*What this task involves:*
Search the data below for lines that include the word "AuthService" and state how many there are, nothing else.

*** Exercise inputs ***

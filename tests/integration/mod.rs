//! Integration tests module
//!
//! This module contains all integration tests for EventHub, organized by
//! functionality and test scenarios.


use crate::helpers::TestContext;

/// Common setup function for integration tests
pub fn setup_integration_test() -> TestContext {
    TestContext::new()
}
//! Bidirectional id index
//!
//! A `Relation<L, R>` records links between left ids and right ids and keeps
//! both directions in one structure, so a link can only ever be added or
//! removed on both sides at once. Each side keeps its partners in insertion
//! order, and the relation as a whole remembers the order links were made.

use std::collections::BTreeMap;

#[derive(Debug, Clone)]
pub struct Relation<L, R> {
    forward: BTreeMap<L, Vec<R>>,
    backward: BTreeMap<R, Vec<L>>,
    order: Vec<(L, R)>,
}

impl<L, R> Default for Relation<L, R> {
    fn default() -> Self {
        Self {
            forward: BTreeMap::new(),
            backward: BTreeMap::new(),
            order: Vec::new(),
        }
    }
}

impl<L: Ord + Copy, R: Ord + Copy> Relation<L, R> {
    pub fn new() -> Self {
        Self::default()
    }

    /// Link `left` and `right`; returns false if they were already linked
    pub fn link(&mut self, left: L, right: R) -> bool {
        if self.contains(left, right) {
            return false;
        }
        self.forward.entry(left).or_default().push(right);
        self.backward.entry(right).or_default().push(left);
        self.order.push((left, right));
        true
    }

    /// Remove the link between `left` and `right`; returns false if absent
    pub fn unlink(&mut self, left: L, right: R) -> bool {
        if !self.contains(left, right) {
            return false;
        }
        remove_from(&mut self.forward, left, right);
        remove_from(&mut self.backward, right, left);
        self.order.retain(|link| *link != (left, right));
        true
    }

    pub fn contains(&self, left: L, right: R) -> bool {
        self.forward
            .get(&left)
            .map_or(false, |rights| rights.contains(&right))
    }

    /// Right-hand partners of `left`, in link order
    pub fn right_of(&self, left: L) -> &[R] {
        self.forward.get(&left).map(Vec::as_slice).unwrap_or(&[])
    }

    /// Left-hand partners of `right`, in link order
    pub fn left_of(&self, right: R) -> &[L] {
        self.backward.get(&right).map(Vec::as_slice).unwrap_or(&[])
    }

    /// Drop every link of `left`, returning its former partners
    pub fn remove_left(&mut self, left: L) -> Vec<R> {
        let rights = self.forward.remove(&left).unwrap_or_default();
        for right in &rights {
            remove_from(&mut self.backward, *right, left);
        }
        self.order.retain(|(l, _)| *l != left);
        rights
    }

    /// Drop every link of `right`, returning its former partners
    pub fn remove_right(&mut self, right: R) -> Vec<L> {
        let lefts = self.backward.remove(&right).unwrap_or_default();
        for left in &lefts {
            remove_from(&mut self.forward, *left, right);
        }
        self.order.retain(|(_, r)| *r != right);
        lefts
    }

    /// Total number of links
    pub fn len(&self) -> usize {
        self.order.len()
    }

    pub fn is_empty(&self) -> bool {
        self.order.is_empty()
    }

    /// All links as `(left, right)` pairs in the order they were made.
    /// Relinking in this order rebuilds both sides exactly.
    pub fn pairs(&self) -> impl Iterator<Item = (L, R)> + '_ {
        self.order.iter().copied()
    }
}

fn remove_from<K: Ord, V: PartialEq>(map: &mut BTreeMap<K, Vec<V>>, key: K, value: V) {
    if let Some(values) = map.get_mut(&key) {
        values.retain(|v| *v != value);
        if values.is_empty() {
            map.remove(&key);
        }
    }
}
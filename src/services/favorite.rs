//! Favorite service implementation
//!
//! The favorite ledger: at most one favorite per (user, event) pair, created
//! only when both sides exist and removed by composite key.

use std::sync::Arc;
use tracing::debug;
use crate::database::{DatabaseService, EntityStore};
use crate::models::{Event, EventId, Favorite, FavoriteId, User, UserId};
use crate::services::auth::{Actor, AuthService, Operation};
use crate::utils::clock::Clock;
use crate::utils::errors::Result;
use crate::utils::logging::log_favorite_action;

/// Favorite service for managing the favorite ledger
#[derive(Clone)]
pub struct FavoriteService {
    database: DatabaseService,
    auth: AuthService,
    clock: Arc<dyn Clock>,
}

impl FavoriteService {
    /// Create a new FavoriteService instance
    pub fn new(database: DatabaseService, auth: AuthService, clock: Arc<dyn Clock>) -> Self {
        Self { database, auth, clock }
    }

    /// Favorite an event on behalf of `user_id`.
    ///
    /// Users manage their own favorites; admins may act for anyone.
    pub async fn add_favorite(&self, actor: &Actor, user_id: UserId, event_id: EventId) -> Result<Favorite> {
        self.auth.authorize(actor, Operation::AddFavorite, Some(user_id))?;
        debug!(user_id = user_id, event_id = event_id, "Adding favorite");

        let mut store = self.database.write().await;
        let favorite = store
            .associations()
            .attach_favorite(user_id, event_id, self.clock.now())?;
        log_favorite_action(user_id, event_id, "added");
        Ok(favorite)
    }

    /// Remove a favorite by its composite key
    pub async fn remove_favorite(&self, actor: &Actor, key: FavoriteId) -> Result<Favorite> {
        self.auth.authorize(actor, Operation::RemoveFavorite, Some(key.user_id))?;
        debug!(favorite = %key, "Removing favorite");

        let mut store = self.database.write().await;
        let favorite = store.associations().detach_favorite(key)?;
        log_favorite_action(key.user_id, key.event_id, "removed");
        Ok(favorite)
    }

    pub async fn exists(&self, key: FavoriteId) -> bool {
        self.database.read().await.exists_by_id::<Favorite>(key)
    }

    pub async fn find(&self, key: FavoriteId) -> Option<Favorite> {
        self.database.read().await.find_by_id::<Favorite>(key).cloned()
    }

    /// Favorited events of a user, in the order they were added
    pub async fn list_favorite_events(&self, user_id: UserId) -> Result<Vec<Event>> {
        debug!(user_id = user_id, "Listing favorite events");
        let store = self.database.read().await;
        store.require::<User>(user_id)?;
        Ok(store.favorite_events_of_user(user_id).into_iter().cloned().collect())
    }

    /// Favorite records of a user, in the order they were added
    pub async fn list_favorites(&self, user_id: UserId) -> Result<Vec<Favorite>> {
        let store = self.database.read().await;
        store.require::<User>(user_id)?;
        Ok(store.favorites_of_user(user_id).into_iter().cloned().collect())
    }
}
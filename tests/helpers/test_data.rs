//! Test data helpers for creating test objects
//!
//! Registration requests with generated but valid contact details.

use std::sync::atomic::{AtomicUsize, Ordering};
use fake::faker::lorem::en::Sentence;
use fake::Fake;

use EventHub::models::{CreateUserRequest, Role};

pub const TEST_PASSWORD: &str = "correct-horse-battery";

static PHONE_SEQUENCE: AtomicUsize = AtomicUsize::new(0);

/// A valid registration request for `username` with the USER role
pub fn user_request(username: &str) -> CreateUserRequest {
    let sequence = PHONE_SEQUENCE.fetch_add(1, Ordering::Relaxed);
    CreateUserRequest {
        username: username.to_string(),
        email: format!("{}@example.com", username.to_lowercase()),
        phone_number: format!("+420 {:09}", 600_000_000 + sequence),
        password: TEST_PASSWORD.to_string(),
        role: None,
    }
}

/// A registration request asking for a specific role
pub fn user_request_with_role(username: &str, role: Role) -> CreateUserRequest {
    CreateUserRequest {
        role: Some(role),
        ..user_request(username)
    }
}

/// Random comment text with visible content
pub fn comment_text() -> String {
    Sentence(3..8).fake()
}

*** End of Exercise inputs ***

*Answer to this task:*
3